● What this task involves:
The required output is the full listing below, reproduced word for word.

● Data for review:
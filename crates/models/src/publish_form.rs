use crate::{
    batch::Batch,
    error::ValidationError,
    options::{OptionItem, StaffOption, SubjectOption},
    staff_mapping::StaffMapping,
    submission::{FeedbackCycleDraft, FeedbackForm, StaffAssignment},
};
use serde::{Deserialize, Serialize};

/// Batch the publish form starts with
pub const DEFAULT_BATCH: &str = "2024";

/// The upstream selection a subject list depends on
#[derive(Debug, Clone, Copy, PartialEq, Eq, Hash, Serialize, Deserialize)]
pub struct SubjectQuery {
    pub department_id: i32,
    pub regulation_id: i32,
    pub semester: i32,
}

/// State of the admin form that publishes a feedback cycle
///
/// Department, regulation and semester decide which subjects need staff. Any
/// change to them throws away the loaded subjects and the mapping; the caller
/// fetches subjects for the returned [`SubjectQuery`] and hands them back via
/// [`PublishForm::load_subjects`].
#[derive(Debug, Clone)]
pub struct PublishForm {
    batch: String,
    department: OptionItem,
    section: String,
    semester: OptionItem,
    regulation: OptionItem,
    subjects: Vec<SubjectOption>,
    loaded_for: Option<SubjectQuery>,
    mapping: StaffMapping,
    staff_mapping_visible: bool,
}

impl Default for PublishForm {
    fn default() -> Self {
        Self {
            batch: DEFAULT_BATCH.to_string(),
            department: OptionItem::default(),
            section: String::new(),
            semester: OptionItem::default(),
            regulation: OptionItem::default(),
            subjects: Vec::new(),
            loaded_for: None,
            mapping: StaffMapping::default(),
            staff_mapping_visible: false,
        }
    }
}

impl PublishForm {
    pub fn new() -> Self {
        Self::default()
    }

    pub fn batch(&self) -> &str {
        &self.batch
    }

    pub fn section(&self) -> &str {
        &self.section
    }

    pub fn department(&self) -> &OptionItem {
        &self.department
    }

    pub fn regulation(&self) -> &OptionItem {
        &self.regulation
    }

    pub fn semester(&self) -> &OptionItem {
        &self.semester
    }

    pub fn mapping(&self) -> &StaffMapping {
        &self.mapping
    }

    pub fn subjects(&self) -> &[SubjectOption] {
        &self.subjects
    }

    pub fn set_batch(&mut self, batch: impl Into<String>) {
        self.batch = batch.into();
    }

    /// Sections are always stored uppercased
    pub fn set_section(&mut self, section: &str) {
        self.section = section.trim().to_uppercase();
    }

    pub fn set_department(&mut self, department: OptionItem) -> Option<SubjectQuery> {
        if self.department == department {
            return None;
        }
        self.department = department;
        self.invalidate_subjects();
        self.subject_query()
    }

    pub fn set_regulation(&mut self, regulation: OptionItem) -> Option<SubjectQuery> {
        if self.regulation == regulation {
            return None;
        }
        self.regulation = regulation;
        self.invalidate_subjects();
        self.subject_query()
    }

    pub fn set_semester(&mut self, semester: OptionItem) -> Option<SubjectQuery> {
        if self.semester == semester {
            return None;
        }
        self.semester = semester;
        self.invalidate_subjects();
        self.subject_query()
    }

    /// The subject list the current selection needs, once all three are chosen
    pub fn subject_query(&self) -> Option<SubjectQuery> {
        Some(SubjectQuery {
            department_id: parse_id(&self.department)?,
            regulation_id: parse_id(&self.regulation)?,
            semester: parse_id(&self.semester)?,
        })
    }

    /// Installs the subjects fetched for `query` and resets the mapping skeleton.
    ///
    /// Returns `false` and changes nothing when `query` is no longer the
    /// current selection.
    pub fn load_subjects(&mut self, query: SubjectQuery, subjects: Vec<SubjectOption>) -> bool {
        if self.subject_query() != Some(query) {
            return false;
        }

        self.mapping = StaffMapping::skeleton(&subjects);
        self.subjects = subjects;
        self.loaded_for = Some(query);
        self.staff_mapping_visible = false;
        true
    }

    pub fn show_staff_mapping(&mut self) {
        self.staff_mapping_visible = true;
    }

    pub fn is_staff_mapping_visible(&self) -> bool {
        self.staff_mapping_visible
    }

    pub fn theory_subjects(&self) -> impl Iterator<Item = &SubjectOption> {
        self.subjects.iter().filter(|s| s.is_theory)
    }

    pub fn lab_subjects(&self) -> impl Iterator<Item = &SubjectOption> {
        self.subjects.iter().filter(|s| !s.is_theory)
    }

    pub fn assign_staff(&mut self, subject_id: i32, staff: StaffOption) -> Result<(), ValidationError> {
        self.mapping.assign(subject_id, staff)
    }

    pub fn is_publish_disabled(&self) -> bool {
        !self.mapping.is_complete()
    }

    /// Batch, department, section, semester and regulation, in that order
    fn fields(&self) -> Result<(Batch, SubjectQuery), ValidationError> {
        let batch: Batch = self.batch.trim().parse()?;
        let department_id = parse_id(&self.department).ok_or(ValidationError::MissingDepartment)?;
        if self.section.is_empty() {
            return Err(ValidationError::MissingSection);
        }
        let semester = parse_id(&self.semester).ok_or(ValidationError::MissingSemester)?;
        let regulation_id = parse_id(&self.regulation).ok_or(ValidationError::MissingRegulation)?;

        Ok((
            batch,
            SubjectQuery {
                department_id,
                regulation_id,
                semester,
            },
        ))
    }

    fn invalidate_subjects(&mut self) {
        self.subjects.clear();
        self.loaded_for = None;
        self.mapping = StaffMapping::default();
        self.staff_mapping_visible = false;
    }
}

impl FeedbackForm for PublishForm {
    type Submission = FeedbackCycleDraft;

    fn validate_fields(&self) -> Result<(), ValidationError> {
        self.fields().map(|_| ())
    }

    fn validate(&self) -> Result<FeedbackCycleDraft, ValidationError> {
        let (batch, SubjectQuery { department_id, regulation_id, semester }) = self.fields()?;

        let assignments = match self.mapping.assignments() {
            Some(pairs) if self.loaded_for == self.subject_query() => pairs
                .into_iter()
                .map(|(subject_id, staff)| StaffAssignment {
                    subject_id,
                    staff_id: staff.id,
                })
                .collect(),
            _ => return Err(ValidationError::IncompleteStaffMapping),
        };

        Ok(FeedbackCycleDraft {
            batch,
            department_id,
            regulation_id,
            semester,
            section: self.section.clone(),
            assignments,
        })
    }
}

fn parse_id(option: &OptionItem) -> Option<i32> {
    if option.is_unset() {
        return None;
    }
    option.id.trim().parse().ok()
}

● Answer area:
filename crates/models/src/publish_form.rs
use crate::{
    batch::Batch,
    error::ValidationError,
    options::{OptionItem, StaffOption, SubjectOption},
    staff_mapping::StaffMapping,
    submission::{FeedbackCycleDraft, FeedbackForm, StaffAssignment},
};
use serde::{Deserialize, Serialize};

/// Batch the publish form starts with
pub const DEFAULT_BATCH: &str = "2024";

/// The upstream selection a subject list depends on
#[derive(Debug, Clone, Copy, PartialEq, Eq, Hash, Serialize, Deserialize)]
pub struct SubjectQuery {
    pub department_id: i32,
    pub regulation_id: i32,
    pub semester: i32,
}

/// State of the admin form that publishes a feedback cycle
///
/// Department, regulation and semester decide which subjects need staff. Any
/// change to them throws away the loaded subjects and the mapping; the caller
/// fetches subjects for the returned [`SubjectQuery`] and hands them back via
/// [`PublishForm::load_subjects`].
#[derive(Debug, Clone)]
pub struct PublishForm {
    batch: String,
    department: OptionItem,
    section: String,
    semester: OptionItem,
    regulation: OptionItem,
    subjects: Vec<SubjectOption>,
    loaded_for: Option<SubjectQuery>,
    mapping: StaffMapping,
    staff_mapping_visible: bool,
}

impl Default for PublishForm {
    fn default() -> Self {
        Self {
            batch: DEFAULT_BATCH.to_string(),
            department: OptionItem::default(),
            section: String::new(),
            semester: OptionItem::default(),
            regulation: OptionItem::default(),
            subjects: Vec::new(),
            loaded_for: None,
            mapping: StaffMapping::default(),
            staff_mapping_visible: false,
        }
    }
}

impl PublishForm {
    pub fn new() -> Self {
        Self::default()
    }

    pub fn batch(&self) -> &str {
        &self.batch
    }

    pub fn section(&self) -> &str {
        &self.section
    }

    pub fn department(&self) -> &OptionItem {
        &self.department
    }

    pub fn regulation(&self) -> &OptionItem {
        &self.regulation
    }

    pub fn semester(&self) -> &OptionItem {
        &self.semester
    }

    pub fn mapping(&self) -> &StaffMapping {
        &self.mapping
    }

    pub fn subjects(&self) -> &[SubjectOption] {
        &self.subjects
    }

    pub fn set_batch(&mut self, batch: impl Into<String>) {
        self.batch = batch.into();
    }

    /// Sections are always stored uppercased
    pub fn set_section(&mut self, section: &str) {
        self.section = section.trim().to_uppercase();
    }

    pub fn set_department(&mut self, department: OptionItem) -> Option<SubjectQuery> {
        if self.department == department {
            return None;
        }
        self.department = department;
        self.invalidate_subjects();
        self.subject_query()
    }

    pub fn set_regulation(&mut self, regulation: OptionItem) -> Option<SubjectQuery> {
        if self.regulation == regulation {
            return None;
        }
        self.regulation = regulation;
        self.invalidate_subjects();
        self.subject_query()
    }

    pub fn set_semester(&mut self, semester: OptionItem) -> Option<SubjectQuery> {
        if self.semester == semester {
            return None;
        }
        self.semester = semester;
        self.invalidate_subjects();
        self.subject_query()
    }

    /// The subject list the current selection needs, once all three are chosen
    pub fn subject_query(&self) -> Option<SubjectQuery> {
        Some(SubjectQuery {
            department_id: parse_id(&self.department)?,
            regulation_id: parse_id(&self.regulation)?,
            semester: parse_id(&self.semester)?,
        })
    }

    /// Installs the subjects fetched for `query` and resets the mapping skeleton.
    ///
    /// Returns `false` and changes nothing when `query` is no longer the
    /// current selection.
    pub fn load_subjects(&mut self, query: SubjectQuery, subjects: Vec<SubjectOption>) -> bool {
        if self.subject_query() != Some(query) {
            return false;
        }

        self.mapping = StaffMapping::skeleton(&subjects);
        self.subjects = subjects;
        self.loaded_for = Some(query);
        self.staff_mapping_visible = false;
        true
    }

    pub fn show_staff_mapping(&mut self) {
        self.staff_mapping_visible = true;
    }

    pub fn is_staff_mapping_visible(&self) -> bool {
        self.staff_mapping_visible
    }

    pub fn theory_subjects(&self) -> impl Iterator<Item = &SubjectOption> {
        self.subjects.iter().filter(|s| s.is_theory)
    }

    pub fn lab_subjects(&self) -> impl Iterator<Item = &SubjectOption> {
        self.subjects.iter().filter(|s| !s.is_theory)
    }

    pub fn assign_staff(&mut self, subject_id: i32, staff: StaffOption) -> Result<(), ValidationError> {
        self.mapping.assign(subject_id, staff)
    }

    pub fn is_publish_disabled(&self) -> bool {
        !self.mapping.is_complete()
    }

    /// Batch, department, section, semester and regulation, in that order
    fn fields(&self) -> Result<(Batch, SubjectQuery), ValidationError> {
        let batch: Batch = self.batch.trim().parse()?;
        let department_id = parse_id(&self.department).ok_or(ValidationError::MissingDepartment)?;
        if self.section.is_empty() {
            return Err(ValidationError::MissingSection);
        }
        let semester = parse_id(&self.semester).ok_or(ValidationError::MissingSemester)?;
        let regulation_id = parse_id(&self.regulation).ok_or(ValidationError::MissingRegulation)?;

        Ok((
            batch,
            SubjectQuery {
                department_id,
                regulation_id,
                semester,
            },
        ))
    }

    fn invalidate_subjects(&mut self) {
        self.subjects.clear();
        self.loaded_for = None;
        self.mapping = StaffMapping::default();
        self.staff_mapping_visible = false;
    }
}

impl FeedbackForm for PublishForm {
    type Submission = FeedbackCycleDraft;

    fn validate_fields(&self) -> Result<(), ValidationError> {
        self.fields().map(|_| ())
    }

    fn validate(&self) -> Result<FeedbackCycleDraft, ValidationError> {
        let (batch, SubjectQuery { department_id, regulation_id, semester }) = self.fields()?;

        let assignments = match self.mapping.assignments() {
            Some(pairs) if self.loaded_for == self.subject_query() => pairs
                .into_iter()
                .map(|(subject_id, staff)| StaffAssignment {
                    subject_id,
                    staff_id: staff.id,
                })
                .collect(),
            _ => return Err(ValidationError::IncompleteStaffMapping),
        };

        Ok(FeedbackCycleDraft {
            batch,
            department_id,
            regulation_id,
            semester,
            section: self.section.clone(),
            assignments,
        })
    }
}

fn parse_id(option: &OptionItem) -> Option<i32> {
    if option.is_unset() {
        return None;
    }
    option.id.trim().parse().ok()
}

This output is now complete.